SPRINGFIELD, July 31, 2018 – Sen Andy Manar says a plan to bar the practice of concealing, or “offshoring,” governors’ payroll costs within state agencies is an example of lawmakers of both parties coming together to right a wrong on behalf of the taxpayers of Illinois, one of the new law’s chief sponsors said today.
“This is a sensible law and a victory for Illinois taxpayers. Now they will know exactly how much it costs to staff the governor’s office, regardless of political affiliation. This kind of lawmaking is what constituents expect us to do in Springfield,” said State Senator Andy Manar, a Bunker Hill Democrat and chairman of a key Senate budget committee.

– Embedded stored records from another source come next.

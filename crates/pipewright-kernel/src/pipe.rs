//! In-memory byte pipe.
//!
//! A [`PipeSink`] writes into a fixed-size ring that a [`PipeSource`] reads
//! from. Writes park while the ring is full and reads park while it is
//! empty. Dropping the sink is end of file once the reader has drained what
//! is left; dropping the source makes the next write fail with
//! `BrokenPipe`. In-process stages get the same contract as an OS pipe.
//!
//! The shared state sits behind a `std::sync::Mutex` since Drop has to run
//! without awaiting. Each side stores its waker while holding that lock.

use std::collections::VecDeque;
use std::io;
use std::pin::Pin;
use std::sync::{Arc, Mutex, MutexGuard};
use std::task::{Context, Poll, Waker};

use tokio::io::{AsyncRead, AsyncWrite, ReadBuf};

struct PipeState {
    buffer: VecDeque<u8>,
    capacity: usize,
    sink_closed: bool,
    source_closed: bool,
    /// Parked source, waiting for data or EOF.
    source_waker: Option<Waker>,
    /// Parked sink, waiting for space.
    sink_waker: Option<Waker>,
}

struct PipeShared {
    state: Mutex<PipeState>,
}

impl PipeShared {
    fn lock(&self) -> MutexGuard<'_, PipeState> {
        self.state.lock().unwrap_or_else(|e| e.into_inner())
    }
}

/// Writing end of a byte pipe.
pub struct PipeSink {
    shared: Arc<PipeShared>,
}

/// Reading end of a byte pipe.
pub struct PipeSource {
    shared: Arc<PipeShared>,
}

/// Create a pipe holding at most `capacity` unread bytes.
pub fn byte_pipe(capacity: usize) -> (PipeSink, PipeSource) {
    let shared = Arc::new(PipeShared {
        state: Mutex::new(PipeState {
            buffer: VecDeque::with_capacity(capacity.min(8192)),
            capacity: capacity.max(1),
            sink_closed: false,
            source_closed: false,
            source_waker: None,
            sink_waker: None,
        }),
    });

    (
        PipeSink {
            shared: shared.clone(),
        },
        PipeSource { shared },
    )
}

fn broken_pipe() -> io::Error {
    io::Error::new(io::ErrorKind::BrokenPipe, "pipe source closed")
}

impl PipeSink {
    fn poll_push(&self, cx: &mut Context<'_>, data: &[u8]) -> Poll<io::Result<usize>> {
        if data.is_empty() {
            return Poll::Ready(Ok(0));
        }

        let mut state = self.shared.lock();
        if state.source_closed {
            return Poll::Ready(Err(broken_pipe()));
        }

        let room = state.capacity.saturating_sub(state.buffer.len());
        if room == 0 {
            state.sink_waker = Some(cx.waker().clone());
            return Poll::Pending;
        }

        let n = data.len().min(room);
        state.buffer.extend(&data[..n]);
        if let Some(waker) = state.source_waker.take() {
            waker.wake();
        }
        Poll::Ready(Ok(n))
    }

    /// Mark EOF without dropping the sink.
    pub fn close(&self) {
        let mut state = self.shared.lock();
        state.sink_closed = true;
        if let Some(waker) = state.source_waker.take() {
            waker.wake();
        }
    }
}

impl AsyncWrite for PipeSink {
    fn poll_write(self: Pin<&mut Self>, cx: &mut Context<'_>, buf: &[u8]) -> Poll<io::Result<usize>> {
        self.poll_push(cx, buf)
    }

    fn poll_flush(self: Pin<&mut Self>, _cx: &mut Context<'_>) -> Poll<io::Result<()>> {
        Poll::Ready(Ok(()))
    }

    fn poll_shutdown(self: Pin<&mut Self>, _cx: &mut Context<'_>) -> Poll<io::Result<()>> {
        self.close();
        Poll::Ready(Ok(()))
    }
}

impl Drop for PipeSink {
    fn drop(&mut self) {
        self.close();
    }
}

impl AsyncRead for PipeSource {
    fn poll_read(self: Pin<&mut Self>, cx: &mut Context<'_>, buf: &mut ReadBuf<'_>) -> Poll<io::Result<()>> {
        let mut state = self.shared.lock();

        if state.buffer.is_empty() {
            if state.sink_closed {
                return Poll::Ready(Ok(()));
            }
            state.source_waker = Some(cx.waker().clone());
            return Poll::Pending;
        }

        let n = buf.remaining().min(state.buffer.len());
        let (front, back) = state.buffer.as_slices();
        if n <= front.len() {
            buf.put_slice(&front[..n]);
        } else {
            buf.put_slice(front);
            buf.put_slice(&back[..n - front.len()]);
        }
        state.buffer.drain(..n);

        if let Some(waker) = state.sink_waker.take() {
            waker.wake();
        }
        Poll::Ready(Ok(()))
    }
}

impl Drop for PipeSource {
    fn drop(&mut self) {
        let mut state = self.shared.lock();
        state.source_closed = true;
        state.buffer.clear();
        if let Some(waker) = state.sink_waker.take() {
            waker.wake();
        }
    }
}

impl std::fmt::Debug for PipeSink {
    fn fmt(&self, f: &mut std::fmt::Formatter<'_>) -> std::fmt::Result {
        f.debug_struct("PipeSink").finish_non_exhaustive()
    }
}

impl std::fmt::Debug for PipeSource {
    fn fmt(&self, f: &mut std::fmt::Formatter<'_>) -> std::fmt::Result {
        f.debug_struct("PipeSource").finish_non_exhaustive()
    }
}
//! Stderr strategies for process stages.
//!
//! By default a stage keeps the last few lines of its child's stderr and
//! attaches them to the `ExitCode`/`Signal` error if the child fails.
//! Stderr from several stages can also be merged into one channel, drained
//! by whoever owns the receiver:
//!
//! ```text
//!   stage 1 ──┐
//!   stage 2 ──┼──▶ StderrSink (mpsc) ──▶ StderrReceiver::drain / recv
//!   stage 3 ──┘
//! ```

use std::collections::VecDeque;
use std::fmt;
use std::sync::Arc;

use tokio::sync::mpsc;
use tokio::task::JoinHandle;

use crate::handle::ScopedReader;
use crate::lines::LineSplitter;
use crate::process::StdioMode;

/// Callback invoked with each stderr line.
pub type StderrCallback = Arc<dyn Fn(&str) + Send + Sync>;

/// What a stage does with its child's stderr.
#[derive(Clone)]
pub enum StderrPolicy {
    /// Share the host's stderr.
    Inherit,
    /// Send to /dev/null.
    Discard,
    /// Keep the last `n` lines for failure messages.
    Tail(usize),
    /// Call back with every line.
    Each(StderrCallback),
    /// Forward every line into a shared channel, keeping no tail.
    Forward(StderrSink),
}

impl StderrPolicy {
    /// Call `f` with each stderr line.
    pub fn each(f: impl Fn(&str) + Send + Sync + 'static) -> Self {
        StderrPolicy::Each(Arc::new(f))
    }

    pub(crate) fn stdio_mode(&self) -> StdioMode {
        match self {
            StderrPolicy::Inherit => StdioMode::Inherit,
            StderrPolicy::Discard => StdioMode::Null,
            _ => StdioMode::Piped,
        }
    }

    /// Drain `reader` on a background task according to this policy.
    ///
    /// The task resolves to the retained tail, if the policy keeps one.
    pub(crate) fn spawn_drain(self, reader: Arc<ScopedReader>, chunk_size: usize) -> JoinHandle<Option<String>> {
        tokio::spawn(async move {
            let mut collector = Collector::new(self);
            let mut splitter = LineSplitter::new();
            loop {
                match reader.read_chunk(chunk_size).await {
                    Ok(Some(chunk)) => {
                        for line in splitter.push(&chunk) {
                            collector.line(&line);
                        }
                    }
                    Ok(None) => break,
                    Err(e) => {
                        tracing::debug!(handle = reader.label(), error = %e, "stderr read failed");
                        break;
                    }
                }
            }
            if let Some(rest) = splitter.finish() {
                collector.line(&rest);
            }
            collector.into_tail()
        })
    }
}

impl fmt::Debug for StderrPolicy {
    fn fmt(&self, f: &mut fmt::Formatter<'_>) -> fmt::Result {
        match self {
            StderrPolicy::Inherit => write!(f, "Inherit"),
            StderrPolicy::Discard => write!(f, "Discard"),
            StderrPolicy::Tail(n) => write!(f, "Tail({n})"),
            StderrPolicy::Each(_) => write!(f, "Each(..)"),
            StderrPolicy::Forward(_) => write!(f, "Forward(..)"),
        }
    }
}

struct Collector {
    policy: StderrPolicy,
    tail: VecDeque<String>,
}

impl Collector {
    fn new(policy: StderrPolicy) -> Self {
        Self {
            policy,
            tail: VecDeque::new(),
        }
    }

    fn line(&mut self, raw: &[u8]) {
        let line = String::from_utf8_lossy(raw);
        match &self.policy {
            StderrPolicy::Tail(0) | StderrPolicy::Inherit | StderrPolicy::Discard => {}
            StderrPolicy::Tail(n) => {
                if self.tail.len() == *n {
                    self.tail.pop_front();
                }
                self.tail.push_back(line.into_owned());
            }
            StderrPolicy::Each(f) => f(&line),
            StderrPolicy::Forward(sink) => sink.write_line(&line),
        }
    }

    fn into_tail(self) -> Option<String> {
        if self.tail.is_empty() {
            return None;
        }
        Some(Vec::from(self.tail).join("\n"))
    }
}

/// Cloneable sending side of a merged stderr channel.
#[derive(Clone, Debug)]
pub struct StderrSink {
    sender: mpsc::UnboundedSender<String>,
}

/// Receiving side of a merged stderr channel.
#[derive(Debug)]
pub struct StderrReceiver {
    receiver: mpsc::UnboundedReceiver<String>,
}

/// Create a merged stderr channel.
pub fn stderr_channel() -> (StderrSink, StderrReceiver) {
    let (sender, receiver) = mpsc::unbounded_channel();
    (StderrSink { sender }, StderrReceiver { receiver })
}

impl StderrSink {
    /// Queue one line. Dropped silently if the receiver is gone.
    pub fn write_line(&self, line: &str) {
        let _ = self.sender.send(line.to_string());
    }
}

impl StderrReceiver {
    /// Next line, waiting for one. `None` once every sink is dropped.
    pub async fn recv(&mut self) -> Option<String> {
        self.receiver.recv().await
    }

    /// Every line queued so far, without waiting.
    pub fn drain(&mut self) -> Vec<String> {
        let mut lines = Vec::new();
        while let Ok(line) = self.receiver.try_recv() {
            lines.push(line);
        }
        lines
    }
}
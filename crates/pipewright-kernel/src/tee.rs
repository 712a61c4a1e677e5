//! Tee — split one sequence into independently consumed branches.
//!
//! The upstream is pulled at most once per item, by whichever branch asks
//! first. That branch receives the item directly; a clone is queued for
//! every other branch still open. A branch that is dropped stops receiving
//! and frees its queue; when the last branch goes, the upstream is dropped.
//!
//! A slow branch holds every item it has not yet consumed, so the memory
//! cost is bounded by how far the fastest branch runs ahead.

use std::collections::VecDeque;
use std::sync::{Arc, Mutex, MutexGuard};

use pipewright_types::Result;

use crate::seq::Enumerable;

struct TeeShared<T> {
    upstream: tokio::sync::Mutex<Option<Enumerable<T>>>,
    branches: Mutex<Vec<Option<VecDeque<Result<T>>>>>,
}

impl<T> TeeShared<T> {
    fn branches(&self) -> MutexGuard<'_, Vec<Option<VecDeque<Result<T>>>>> {
        self.branches.lock().unwrap_or_else(|e| e.into_inner())
    }
}

struct Branch<T> {
    index: usize,
    shared: Arc<TeeShared<T>>,
}

impl<T: Clone + Send + 'static> Branch<T> {
    fn pop_queued(&self) -> Option<Result<T>> {
        self.shared.branches()[self.index].as_mut()?.pop_front()
    }

    async fn pull(&self) -> Option<Result<T>> {
        if let Some(item) = self.pop_queued() {
            return Some(item);
        }
        let mut upstream = self.shared.upstream.lock().await;
        // Another branch may have pulled while we waited for the lock.
        if let Some(item) = self.pop_queued() {
            return Some(item);
        }
        let item = upstream.as_mut()?.next().await;

        let Some(item) = item else {
            *upstream = None;
            return None;
        };
        if item.is_err() {
            *upstream = None;
        }
        let mut branches = self.shared.branches();
        for (i, queue) in branches.iter_mut().enumerate() {
            if i == self.index {
                continue;
            }
            if let Some(queue) = queue {
                queue.push_back(item.clone());
            }
        }
        Some(item)
    }
}

impl<T> Drop for Branch<T> {
    fn drop(&mut self) {
        let last = {
            let mut branches = self.shared.branches();
            branches[self.index] = None;
            branches.iter().all(Option::is_none)
        };
        if last {
            if let Ok(mut upstream) = self.shared.upstream.try_lock() {
                upstream.take();
            }
        }
    }
}

impl<T: Clone + Send + 'static> Enumerable<T> {
    /// Split into `n` branches that each see every item (and the error, if
    /// any) in order. `n == 0` drops the upstream unpulled.
    pub fn tee(self, n: usize) -> Vec<Enumerable<T>> {
        if n == 0 {
            return Vec::new();
        }
        let shared = Arc::new(TeeShared {
            upstream: tokio::sync::Mutex::new(Some(self)),
            branches: Mutex::new((0..n).map(|_| Some(VecDeque::new())).collect()),
        });
        (0..n)
            .map(|index| {
                let branch = Branch {
                    index,
                    shared: shared.clone(),
                };
                Enumerable::unfold(branch, |branch| async move {
                    let item = branch.pull().await?;
                    Some((item, branch))
                })
            })
            .collect()
    }
}

#[cfg(test)]
mod tests {
    use super::*;
    use pipewright_types::PipelineError;
    use rstest::rstest;
    use std::sync::atomic::{AtomicUsize, Ordering};

    fn counted(n: usize) -> (Enumerable<usize>, Arc<AtomicUsize>) {
        let pulls = Arc::new(AtomicUsize::new(0));
        let counter = pulls.clone();
        let seq = Enumerable::from_iterator(0..n).inspect(move |_| {
            counter.fetch_add(1, Ordering::SeqCst);
        });
        (seq, pulls)
    }

    #[tokio::test]
    async fn test_tee_zero_branches() {
        let (seq, pulls) = counted(3);
        assert!(seq.tee(0).is_empty());
        assert_eq!(pulls.load(Ordering::SeqCst), 0);
    }

    #[tokio::test]
    async fn test_tee_one_branch() {
        let (seq, _) = counted(3);
        let mut branches = seq.tee(1);
        let only = branches.pop().unwrap();
        assert_eq!(only.collect().await.unwrap(), vec![0, 1, 2]);
    }

    #[rstest]
    #[case::empty(0)]
    #[case::single(1)]
    #[case::long(100)]
    #[tokio::test]
    async fn test_two_branches_see_whole_input(#[case] len: usize) {
        let (seq, pulls) = counted(len);
        let mut branches = seq.tee(2);
        let b = branches.pop().unwrap();
        let a = branches.pop().unwrap();
        let (a, b) = tokio::join!(a.collect(), b.collect());
        let expected: Vec<usize> = (0..len).collect();
        assert_eq!(a.unwrap(), expected);
        assert_eq!(b.unwrap(), expected);
        assert_eq!(pulls.load(Ordering::SeqCst), len);
    }

    #[tokio::test]
    async fn test_each_branch_sees_every_item_once_pulled() {
        let (seq, pulls) = counted(4);
        let mut branches = seq.tee(3).into_iter();
        let a = branches.next().unwrap();
        let b = branches.next().unwrap();
        let c = branches.next().unwrap();

        assert_eq!(a.collect().await.unwrap(), vec![0, 1, 2, 3]);
        assert_eq!(c.collect().await.unwrap(), vec![0, 1, 2, 3]);
        assert_eq!(b.collect().await.unwrap(), vec![0, 1, 2, 3]);
        assert_eq!(pulls.load(Ordering::SeqCst), 4);
    }

    #[tokio::test]
    async fn test_interleaved_branches() {
        let (seq, pulls) = counted(3);
        let mut branches = seq.tee(2);
        let mut b = branches.pop().unwrap();
        let mut a = branches.pop().unwrap();

        assert_eq!(a.next().await.unwrap().unwrap(), 0);
        assert_eq!(b.next().await.unwrap().unwrap(), 0);
        assert_eq!(b.next().await.unwrap().unwrap(), 1);
        assert_eq!(a.next().await.unwrap().unwrap(), 1);
        assert_eq!(pulls.load(Ordering::SeqCst), 2);
    }

    #[tokio::test]
    async fn test_error_reaches_every_branch() {
        let seq = Enumerable::from_iterator(vec![1]).chain(Enumerable::failed(PipelineError::message("x")));
        let mut branches = seq.tee(2);
        let b = branches.pop().unwrap();
        let a = branches.pop().unwrap();
        assert!(a.collect().await.is_err());
        assert!(b.collect().await.is_err());
    }

    #[tokio::test]
    async fn test_dropped_branch_stops_queueing() {
        let (seq, _) = counted(100);
        let mut branches = seq.tee(2);
        let dropped = branches.pop().unwrap();
        drop(dropped);
        let kept = branches.pop().unwrap();
        assert_eq!(kept.count().await.unwrap(), 100);
    }
}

The Truth in Hiring Act, signed into law today, would stop Illinois governors from concealing their staff’s salaries within state agency budgets – a practice that deceives taxpayers by suggesting a governor’s budget is smaller than it actually is.
An initiative of Comptroller Susana Mendoza, the Truth in Hiring Act passed in both houses of the legislature with bipartisan support. It simply says that every employee who works in the governor’s office will be paid from the governor’s payroll. Their salaries will be counted in the governor’s budget and will not be pulled from agencies that are supposed to protect children and the elderly or put state troopers out patrolling highways.
Nearly 60 percent of employees working for Gov. Bruce Rauner’s office currently are paid by state agencies with funds intended for priorities such as economic development, public safety, and child protection.
Gov Rauner, in signing the bill into law said, “The taxpayers of Illinois need to know how their money is being spent,” Rauner said.
The governor added that the same provisions that now apply to the governor’s office should apply to all the state’s Constitutional officers, “The state’s constitutional offices have an obligation to be accountable for their spending and this would be a major step toward achieving that goal.”
Offshoring payroll and hiding it in other agency budgets, to make the governor’s office look as if they had cut payroll costs has been utilized by Illinois governors, both Democratic and Republican, for years.